Meeting McCullough

Last Tuesday night, I attended a lecture on the Constitution by David McCullough at the Capitol Visitors Center.  (He’s the one on the right in the photo.)  The event was sponsored by The Constitutional Sources Project, an online site that aims to make available all the relevant information about the drafting and ratification of the Constitution and amendments.  It is the brainchild of the redoubtable and impressive Lorianne Updike Toler (in the center, above).

I enjoyed McCullough’s talk — with that voice, he could read a menu and be entertaining — but the highlights were outside his official remarks.

Most fun was the chance to chat with him ahead of time.  As the photo suggests, we became animated (well, I became animated) over the discovery that we share an enthusiasm for Elmore Leonard‘s novels.  We reached consensus that Leonard distilled the key to good writing when he counseled, “Leave out the parts that people skip.”

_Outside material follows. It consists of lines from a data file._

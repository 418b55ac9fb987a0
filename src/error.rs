use thiserror::Error;

/// Failures from the question bank. The session core itself never errors;
/// loading the embedded data is the one fallible edge.
#[derive(Debug, Error)]
pub enum BankError {
    #[error("malformed embedded bank `{name}`: {source}")]
    MalformedData {
        name: &'static str,
        #[source]
        source: serde_json::Error,
    },

    #[error("embedded bank `{0}` is empty")]
    EmptyBank(&'static str),

    #[error("full-test sampling produced an empty section {0} times in a row")]
    SamplingExhausted(u32),
}
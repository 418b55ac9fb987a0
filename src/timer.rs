/// Default per-section duration: 35 minutes.
pub const SECTION_SECS: i64 = 35 * 60;

/// Below this many remaining seconds the timer display can no longer be hidden.
pub const LOW_TIME_SECS: i64 = 5 * 60;

/// Countdown for a single section.
///
/// Ticks arrive as millisecond deltas from the runtime and are folded into a
/// carry; the visible count decrements once per whole elapsed second. The
/// count keeps going negative after zero (overtime in flexible timing), and
/// the `fired` latch guarantees expiry is reported exactly once per section.
#[derive(Debug, Clone)]
pub struct SectionTimer {
    duration_secs: i64,
    remaining_secs: i64,
    carry_ms: u64,
    fired: bool,
    hidden: bool,
    hide_locked: bool,
}

impl SectionTimer {
    pub fn new(duration_secs: i64) -> Self {
        Self {
            duration_secs,
            remaining_secs: duration_secs,
            carry_ms: 0,
            fired: false,
            hidden: false,
            hide_locked: false,
        }
    }

    /// Restore the full duration for a new section. Clears the expiry latch
    /// and the low-time display lock; the learner's hidden preference is kept.
    pub fn reset(&mut self) {
        self.remaining_secs = self.duration_secs;
        self.carry_ms = 0;
        self.fired = false;
        self.hide_locked = false;
    }

    /// Advance by `elapsed_ms`. Returns true exactly once per section, on the
    /// decrement that lands on zero.
    pub fn tick(&mut self, elapsed_ms: u64) -> bool {
        let mut expired = false;
        self.carry_ms += elapsed_ms;
        while self.carry_ms >= 1000 {
            self.carry_ms -= 1000;
            self.remaining_secs -= 1;
            if self.remaining_secs == 0 && !self.fired {
                self.fired = true;
                expired = true;
            }
        }
        if self.remaining_secs < LOW_TIME_SECS {
            self.hide_locked = true;
        }
        expired
    }

    pub fn remaining_secs(&self) -> i64 {
        self.remaining_secs
    }

    pub fn has_fired(&self) -> bool {
        self.fired
    }

    pub fn is_overtime(&self) -> bool {
        self.remaining_secs < 0
    }

    pub fn low_time(&self) -> bool {
        self.remaining_secs < LOW_TIME_SECS
    }

    /// Toggle the display preference. No-op once the low-time lock is set.
    pub fn toggle_hidden(&mut self) {
        if !self.hide_locked {
            self.hidden = !self.hidden;
        }
    }

    pub fn is_hidden(&self) -> bool {
        self.hidden
    }

    /// The display is shown unless hidden, and always shown under low time.
    pub fn is_visible(&self) -> bool {
        !self.hidden || self.low_time()
    }

    pub fn hide_locked(&self) -> bool {
        self.hide_locked
    }

    /// `MM:SS`, with a leading minus in overtime.
    pub fn format_remaining(&self) -> String {
        let abs = self.remaining_secs.unsigned_abs();
        let sign = if self.remaining_secs < 0 { "-" } else { "" };
        format!("{}{:02}:{:02}", sign, abs / 60, abs % 60)
    }
}

impl Default for SectionTimer {
    fn default() -> Self {
        Self::new(SECTION_SECS)
    }
}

But the question period was also interesting.  McCullough became quite passionate about the deplorable state of history education in our schools.  He said that today’s seniors at elite colleges could not pass the American history tests that were given to Harry Truman in the eighth grade in Independence, MO.

Equally interesting was an observation by Senator Patrick Leahy of Vermont (there were at least a half-dozen senators in the crowd):  That during the debate on the Panama Canal Treaty in 1977, every senator had on his desk a copy of McCullough’s The Path Between the Seas, about the building of the canal.  Pretty gratifying for a writer.